At high heart rates, phospholamban is phosphorylated and deactivated, resulting in the absorption of most of the Ca2+ from the cytoplasm into the sarcoplasmic reticulum. Also this fall, calcium buffers moderate themselves in the concentration of Ca2+, which allows a relatively small decrease in the concentration of free Ca2+ in response to a significant change in total calcium. The decrease in the concentration of Ca2+ allows the troponin complex to dissociate from the actin filament and thus end the contraction. The heart relaxes so that the ventricles can fill with blood and start the heart cycle again. The force-speed relationship refers to the speed at which a muscle changes its length (usually regulated by external forces such as tension or other muscles) with the amount of force it generates. The force decreases hyperbolically relative to the isometric force as the shortening rate increases, and eventually reaches zero at maximum speed. The opposite is true when the muscle is stretched – the force increases beyond the isometric maximum until an absolute maximum is finally reached. This intrinsic property of active muscle tissue plays a role in the active cushioning of joints operated by simultaneously active counter-muscles. In such cases, the force-speed profile amplifies the force generated by the lengthening muscle at the expense of the shortening muscle. This favor of the muscle, which balances the joint, effectively increases the cushioning of the joint. In addition, the strength of the cushioning increases with muscle strength. The motor system can thus actively control joint damping via the simultaneous contraction (co-contraction) of opposing muscle groups.
 The length-tension relationship refers to the strength of an isometric contraction at the length of the muscle where the contraction occurs.

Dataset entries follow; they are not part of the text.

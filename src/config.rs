//! Configuration management for the blocklist combiner.

use anyhow::{Context, Result};
use serde::{Deserialize, Serialize};
use std::collections::{BTreeMap, HashSet};
use std::env;
use std::path::{Path, PathBuf};
use zeroize::{Zeroize, ZeroizeOnDrop};

/// Default partition threshold: 90 MiB of domain lines per output file
pub const DEFAULT_MAX_PARTITION_BYTES: u64 = 90 * 1024 * 1024;

/// Environment variable consulted for the GitHub API token
pub const GITHUB_TOKEN_ENV: &str = "BLOCKLIST_COMBINER_GITHUB_TOKEN";

/// Secure string type that zeroizes memory on drop
#[derive(Clone, Default, Serialize, Deserialize, Zeroize, ZeroizeOnDrop)]
#[serde(transparent)]
pub struct SecureString(String);

impl SecureString {
    pub fn new(s: String) -> Self {
        Self(s)
    }

    pub fn as_str(&self) -> &str {
        &self.0
    }

    pub fn is_empty(&self) -> bool {
        self.0.is_empty()
    }
}

impl std::fmt::Debug for SecureString {
    fn fmt(&self, f: &mut std::fmt::Formatter<'_>) -> std::fmt::Result {
        f.write_str("[REDACTED]")
    }
}

impl From<&str> for SecureString {
    fn from(s: &str) -> Self {
        Self(s.to_string())
    }
}

/// Main configuration structure
#[derive(Debug, Clone, Serialize, Deserialize)]
#[serde(default)]
pub struct Config {
    /// Parent directory of every per-source raw directory
    pub work_dir: PathBuf,

    /// Directory receiving the partitioned category lists
    pub output_dir: PathBuf,

    /// Recognized list-file suffix, without the dot
    pub list_extension: String,

    /// Maximum domain-line bytes per output partition
    pub max_partition_bytes: u64,

    /// Split categories into `<name><N>.txt` parts (false: one `<name>.txt`)
    pub split_output: bool,

    /// Sort domains before writing for reproducible output
    pub sort_output: bool,

    /// Raw file names that never contribute to output
    pub exclusions: Vec<String>,

    /// Raw category -> canonical category remappings
    pub category_merge: BTreeMap<String, String>,

    /// Ordered list of sources; aggregation follows this order
    pub sources: Vec<SourceConfig>,

    /// Network settings for the fetch stage
    pub fetch: FetchConfig,
}

impl Default for Config {
    fn default() -> Self {
        Self {
            work_dir: PathBuf::from("Temp"),
            output_dir: PathBuf::from("master_export"),
            list_extension: "txt".to_string(),
            max_partition_bytes: DEFAULT_MAX_PARTITION_BYTES,
            split_output: true,
            sort_output: true,
            exclusions: default_exclusions(),
            category_merge: default_category_merge(),
            sources: default_sources(),
            fetch: FetchConfig::default(),
        }
    }
}

impl Config {
    /// Load configuration from YAML file
    pub fn load<P: AsRef<Path>>(path: P) -> Result<Self> {
        let content = std::fs::read_to_string(path.as_ref())
            .with_context(|| format!("Failed to read config file: {:?}", path.as_ref()))?;
        let config: Config = serde_yaml::from_str(&content)
            .with_context(|| format!("Failed to parse config file: {:?}", path.as_ref()))?;

        config.validate()?;

        Ok(config)
    }

    /// Load configuration, falling back to built-in defaults when the file is absent
    pub fn load_or_default<P: AsRef<Path>>(path: P) -> Result<Self> {
        if path.as_ref().exists() {
            Self::load(path)
        } else {
            tracing::debug!(
                "No config file at {:?}, using built-in defaults",
                path.as_ref()
            );
            Ok(Self::default())
        }
    }

    /// Validate configuration values
    pub fn validate(&self) -> Result<()> {
        if self.max_partition_bytes == 0 {
            anyhow::bail!("max_partition_bytes must be greater than zero");
        }

        if self.list_extension.is_empty() || self.list_extension.contains(['.', '/', '\\']) {
            anyhow::bail!(
                "Invalid list_extension '{}'. Use a bare suffix like 'txt'",
                self.list_extension
            );
        }

        if self.fetch.timeout_secs == 0 {
            anyhow::bail!("fetch.timeout_secs must be greater than zero");
        }

        let mut seen = HashSet::new();
        for source in &self.sources {
            if source.name.is_empty()
                || source.name.contains(['/', '\\'])
                || source.name == "."
                || source.name == ".."
            {
                anyhow::bail!("Invalid source name '{}'", source.name);
            }
            if !seen.insert(source.name.as_str()) {
                anyhow::bail!("Duplicate source name '{}'", source.name);
            }
            if source.enabled && !source.url.starts_with("https://") {
                anyhow::bail!(
                    "Source '{}' URL must use HTTPS: {}",
                    source.name,
                    source.url
                );
            }
            if self.output_dir.starts_with(self.source_dir(source)) {
                anyhow::bail!(
                    "output_dir {:?} lies inside the raw directory of source '{}'",
                    self.output_dir,
                    source.name
                );
            }
        }

        // Wiping the output directory must never reach the work directory
        if self.work_dir.starts_with(&self.output_dir) {
            anyhow::bail!(
                "output_dir {:?} must not contain work_dir {:?}",
                self.output_dir,
                self.work_dir
            );
        }

        Ok(())
    }

    /// Save configuration to YAML file atomically
    ///
    /// Uses tempfile + rename pattern to prevent corruption on crash.
    pub fn save<P: AsRef<Path>>(&self, path: P) -> Result<()> {
        use std::io::Write;
        use tempfile::NamedTempFile;

        let path = path.as_ref();
        let content = serde_yaml::to_string(self).context("Failed to serialize config")?;

        let parent_dir = match path.parent() {
            Some(p) if !p.as_os_str().is_empty() => p,
            _ => Path::new("."),
        };
        let mut temp_file = NamedTempFile::new_in(parent_dir)
            .context("Failed to create temporary file for config")?;

        temp_file.write_all(content.as_bytes())?;
        temp_file.as_file().sync_all()?;

        temp_file
            .persist(path)
            .with_context(|| format!("Failed to persist config file: {:?}", path))?;

        Ok(())
    }

    /// Sources that take part in this run, in configuration order
    pub fn enabled_sources(&self) -> Vec<&SourceConfig> {
        self.sources.iter().filter(|s| s.enabled).collect()
    }

    /// Raw directory of a source
    pub fn source_dir(&self, source: &SourceConfig) -> PathBuf {
        self.work_dir.join(&source.name)
    }
}

/// How a source delivers its per-category files
#[derive(Debug, Clone, Copy, Serialize, Deserialize, PartialEq, Eq)]
#[serde(rename_all = "snake_case")]
pub enum SourceKind {
    /// Gzipped tarball with `<category>/domains` members (UT1 layout)
    Ut1Archive,
    /// GitHub contents API listing of one-file-per-category
    GithubDirectory,
}

#[derive(Debug, Clone, Serialize, Deserialize)]
pub struct SourceConfig {
    pub name: String,
    pub kind: SourceKind,
    pub url: String,
    #[serde(default = "default_true")]
    pub enabled: bool,
}

#[derive(Debug, Clone, Serialize, Deserialize)]
#[serde(default)]
pub struct FetchConfig {
    /// Deadline for a single HTTP request, in seconds
    pub timeout_secs: u64,
    /// Largest accepted response body
    pub max_download_bytes: u64,
    /// GitHub API token (raises the anonymous rate limit)
    /// Memory is securely zeroed when dropped
    pub github_token: SecureString,
    /// Environment variable name to read the token from (optional)
    pub github_token_env: Option<String>,
}

impl Default for FetchConfig {
    fn default() -> Self {
        Self {
            timeout_secs: 300,
            max_download_bytes: 512 * 1024 * 1024,
            github_token: SecureString::default(),
            github_token_env: None,
        }
    }
}

impl FetchConfig {
    /// Get the effective token, checking env vars before the config value
    pub fn get_github_token(&self) -> Option<SecureString> {
        if let Some(ref env_name) = self.github_token_env {
            if let Ok(val) = env::var(env_name) {
                return Some(SecureString::new(val));
            }
        }
        if let Ok(val) = env::var(GITHUB_TOKEN_ENV) {
            return Some(SecureString::new(val));
        }
        if self.github_token.is_empty() {
            None
        } else {
            Some(self.github_token.clone())
        }
    }
}

fn default_true() -> bool {
    true
}

fn default_exclusions() -> Vec<String> {
    [
        "agressif.txt",
        "arjel.txt",
        "child.txt",
        "list_blanche.txt",
        "list_bu.txt",
        "tricheur.txt",
        "tricheur_pix.txt",
        "update.txt",
        "reaffected.txt",
        "associations_religieuses.txt",
        "sect.txt",
        "exceptions_liste_bu.txt",
        "examen_pix.txt",
        "everything.txt",
        "special.txt",
    ]
    .iter()
    .map(|s| s.to_string())
    .collect()
}

fn default_category_merge() -> BTreeMap<String, String> {
    [
        ("publicite", "ads"),
        ("drogue", "drugs"),
        ("doh", "DNS_Over_HTTPS"),
        ("gaming", "games"),
        ("x", "twitter"),
        ("adult", "porn"),
    ]
    .iter()
    .map(|(k, v)| (k.to_string(), v.to_string()))
    .collect()
}

fn default_sources() -> Vec<SourceConfig> {
    vec![
        SourceConfig {
            name: "ut1".to_string(),
            kind: SourceKind::Ut1Archive,
            url: "https://dsi.ut-capitole.fr/blacklists/download/all.tar.gz".to_string(),
            enabled: true,
        },
        SourceConfig {
            name: "blp".to_string(),
            kind: SourceKind::GithubDirectory,
            url: "https://api.github.com/repos/blocklistproject/Lists/contents/".to_string(),
            enabled: true,
        },
        SourceConfig {
            name: "fm".to_string(),
            kind: SourceKind::GithubDirectory,
            url: "https://api.github.com/repos/FikesMedia/fm-if-categories/contents/CustomList"
                .to_string(),
            enabled: true,
        },
    ]
}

Muscles work with the greatest active tension when they approach an ideal length (often their length at rest). In addition, if stretching or shortening is carried out (whether due to the action of the muscle itself or an external force), the maximum active tension generated decreases.  This decrease is minimal for small deviations, but the voltage decreases rapidly as the length continues to deviate from the ideal. Due to the presence of elastic proteins in a muscle cell (such as titin) and the extracellular matrix, when the muscle is stretched beyond a certain length, there is a completely passive tension that counteracts the elongation. In combination, there is a strong resistance to the elongation of an active muscle well beyond the peak of active tension. During a concentric contraction, a muscle is stimulated to contract according to the sliding wire theory. This happens along the entire length of the muscle, creating strength at the origin and beginning, shortening the muscle and changing the angle of the joint. As for the elbow, a concentric contraction of the biceps would cause the arm to bend to the elbow when the hand passes from the leg to the shoulder (a bicepslock). A concentric contraction of the triceps would change the angle of the joint in the opposite direction, stretching the arm and moving the hand towards the leg. The strength of skeletal muscle contractions can be roughly divided into contractions, summations and tetanus.